◆ EXERCISE OBJECTIVE
Lines containing "const": state how many there are in these entries, and write only that number.

----- DATA TO EXAMINE -----

// File: src/engine.rs
// Purpose: Owns the latest route snapshot and serializes rebuilds

use anyhow::{Context, Result};
use arc_swap::ArcSwap;
use chrono::{DateTime, Utc};
use parking_lot::{Mutex, RwLock};
use std::fs;
use std::path::{Path, PathBuf};
use std::sync::Arc;
use tracing::{debug, info, warn};

use crate::config::Config;
use crate::matcher::{Matcher, RouteMatch};
use crate::project::{find_routing_root, is_nextjs_project};
use crate::scan::{scan, DiscoveredFile};
use crate::tree::{build_hierarchy, RouteForest};

/// Immutable result of one rebuild
#[derive(Debug, Clone)]
pub struct Snapshot {
    /// `None` when the project has no routing directory
    pub routing_root: Option<PathBuf>,
    pub files: Vec<DiscoveredFile>,
    pub forest: RouteForest,
    pub built_at: DateTime<Utc>,
    /// Number of successful rebuilds that produced this snapshot
    pub generation: u64,
    matcher: Matcher,
}

impl Snapshot {
    /// Inactive snapshot with no routes
    pub fn empty() -> Self {
        Self {
            routing_root: None,
            files: Vec::new(),
            forest: RouteForest::default(),
            built_at: Utc::now(),
            generation: 0,
            matcher: Matcher::new(),
        }
    }

    /// Whether a routing directory was found
    pub fn is_active(&self) -> bool {
        self.routing_root.is_some()
    }

    /// Matches a URL with the matcher configured at build time
    pub fn match_url(&self, url: &str) -> Option<RouteMatch<'_>> {
        self.matcher.match_url(url, &self.forest)
    }
}

/// Route engine
///
/// Readers take the current snapshot with [`Engine::snapshot`] and never
/// block. Rebuilds are serialized; a failed rebuild keeps the previous
/// snapshot in place.
pub struct Engine {
    /// Directory the configured `project_root` is resolved against
    base_dir: PathBuf,
    config: RwLock<Config>,
    current: ArcSwap<Snapshot>,
    /// Held for the duration of a rebuild; stores the last generation
    gate: Mutex<u64>,
}

impl Engine {
    pub fn new(base_dir: impl Into<PathBuf>, config: Config) -> Self {
        Self {
            base_dir: base_dir.into(),
            config: RwLock::new(config),
            current: ArcSwap::from_pointee(Snapshot::empty()),
            gate: Mutex::new(0),
        }
    }

    /// The latest successfully built snapshot
    pub fn snapshot(&self) -> Arc<Snapshot> {
        self.current.load_full()
    }

    pub fn config(&self) -> Config {
        self.config.read().clone()
    }

    /// Replaces the configuration; takes effect on the next rebuild
    pub fn set_config(&self, config: Config) {
        *self.config.write() = config;
    }

    pub fn project_root(&self) -> PathBuf {
        self.config.read().resolve_project_root(&self.base_dir)
    }

    /// Rescans the project and atomically publishes a new snapshot
    pub fn rebuild(&self) -> Result<Arc<Snapshot>> {
        let mut generation = self.gate.lock();
        let config = self.config();

        match self.build(&config, *generation + 1) {
            Ok(snapshot) => {
                *generation += 1;
                let snapshot = Arc::new(snapshot);
                self.current.store(Arc::clone(&snapshot));
                Ok(snapshot)
            }
            Err(e) => {
                warn!("Rebuild failed, keeping previous routes: {:#}", e);
                Err(e)
            }
        }
    }

    fn build(&self, config: &Config, generation: u64) -> Result<Snapshot> {
        let project_root = config.resolve_project_root(&self.base_dir);

        let Some(routing_root) = self.routing_root(config, &project_root)? else {
            return Ok(Snapshot {
                generation,
                matcher: config.matcher(),
                ..Snapshot::empty()
            });
        };

        fs::read_dir(&routing_root)
            .with_context(|| format!("Failed to read routing directory: {:?}", routing_root))?;

        let files = scan(&routing_root, &config.scan_options());
        let forest = build_hierarchy(files.clone(), config.sorting_type);

        debug!(
            "Rebuilt routes from {:?}: {} files, {} pages (generation {})",
            routing_root,
            files.len(),
            forest.pages().count(),
            generation
        );

        Ok(Snapshot {
            routing_root: Some(routing_root),
            files,
            forest,
            built_at: Utc::now(),
            generation,
            matcher: config.matcher(),
        })
    }

    fn routing_root(&self, config: &Config, project_root: &Path) -> Result<Option<PathBuf>> {
        // An explicit app directory skips project detection but must exist
        if let Some(dir) = config.app_directory.as_deref() {
            let root = find_routing_root(project_root, Some(dir)).with_context(|| {
                format!("Configured app directory {:?} not found under {:?}", dir, project_root)
            })?;
            return Ok(Some(root));
        }

        // A conventional app directory is enough on its own
        let root = find_routing_root(project_root, None);
        match (&root, is_nextjs_project(project_root)) {
            (Some(dir), false) => {
                debug!("No Next.js config or dependency, using {:?} by convention", dir)
            }
            (None, true) => {
                info!("No app directory found under {:?}, no routes loaded", project_root)
            }
            (None, false) => {
                info!("{:?} is not a Next.js project, no routes loaded", project_root)
            }
            (Some(_), true) => {}
        }
        Ok(root)
    }
}
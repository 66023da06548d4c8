/// Project detection and routing root resolution
///
/// A project qualifies when it carries a Next.js config file or lists `next`
/// as a dependency in `package.json`. The routing root is the configured app
/// directory, or the first existing conventional candidate.

use serde::Deserialize;
use std::collections::HashMap;
use std::fs;
use std::path::{Path, PathBuf};
use tracing::{debug, warn};

const CONFIG_FILES: &[&str] = &[
    "next.config.js",
    "next.config.mjs",
    "next.config.cjs",
    "next.config.ts",
];

/// Conventional app directory locations, in lookup order
pub const APP_DIR_CANDIDATES: &[&str] = &["src/app", "app"];

#[derive(Debug, Default, Deserialize)]
#[serde(rename_all = "camelCase")]
struct PackageManifest {
    #[serde(default)]
    dependencies: HashMap<String, serde_json::Value>,
    #[serde(default)]
    dev_dependencies: HashMap<String, serde_json::Value>,
}

/// Whether `project_root` looks like a Next.js project
pub fn is_nextjs_project(project_root: &Path) -> bool {
    if CONFIG_FILES
        .iter()
        .any(|name| project_root.join(name).is_file())
    {
        return true;
    }

    let manifest_path = project_root.join("package.json");
    let Ok(content) = fs::read_to_string(&manifest_path) else {
        return false;
    };

    match serde_json::from_str::<PackageManifest>(&content) {
        Ok(manifest) => {
            manifest.dependencies.contains_key("next")
                || manifest.dev_dependencies.contains_key("next")
        }
        Err(e) => {
            warn!("Failed to parse {:?}: {}", manifest_path, e);
            false
        }
    }
}

/// Resolves the routing root for a project
///
/// An explicit `app_directory` wins (relative paths are joined onto the
/// project root). Otherwise the conventional candidates are tried in order.
/// Returns `None` when nothing suitable exists.
pub fn find_routing_root(project_root: &Path, app_directory: Option<&Path>) -> Option<PathBuf> {
    if let Some(dir) = app_directory {
        let candidate = if dir.is_absolute() {
            dir.to_path_buf()
        } else {
            project_root.join(dir)
        };
        return candidate.is_dir().then_some(candidate);
    }

    let found = APP_DIR_CANDIDATES
        .iter()
        .map(|candidate| project_root.join(candidate))
        .find(|candidate| candidate.is_dir());

    debug!("Routing root for {:?}: {:?}", project_root, found);
    found
}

-----

◆ ANSWER TO THIS EXERCISE
2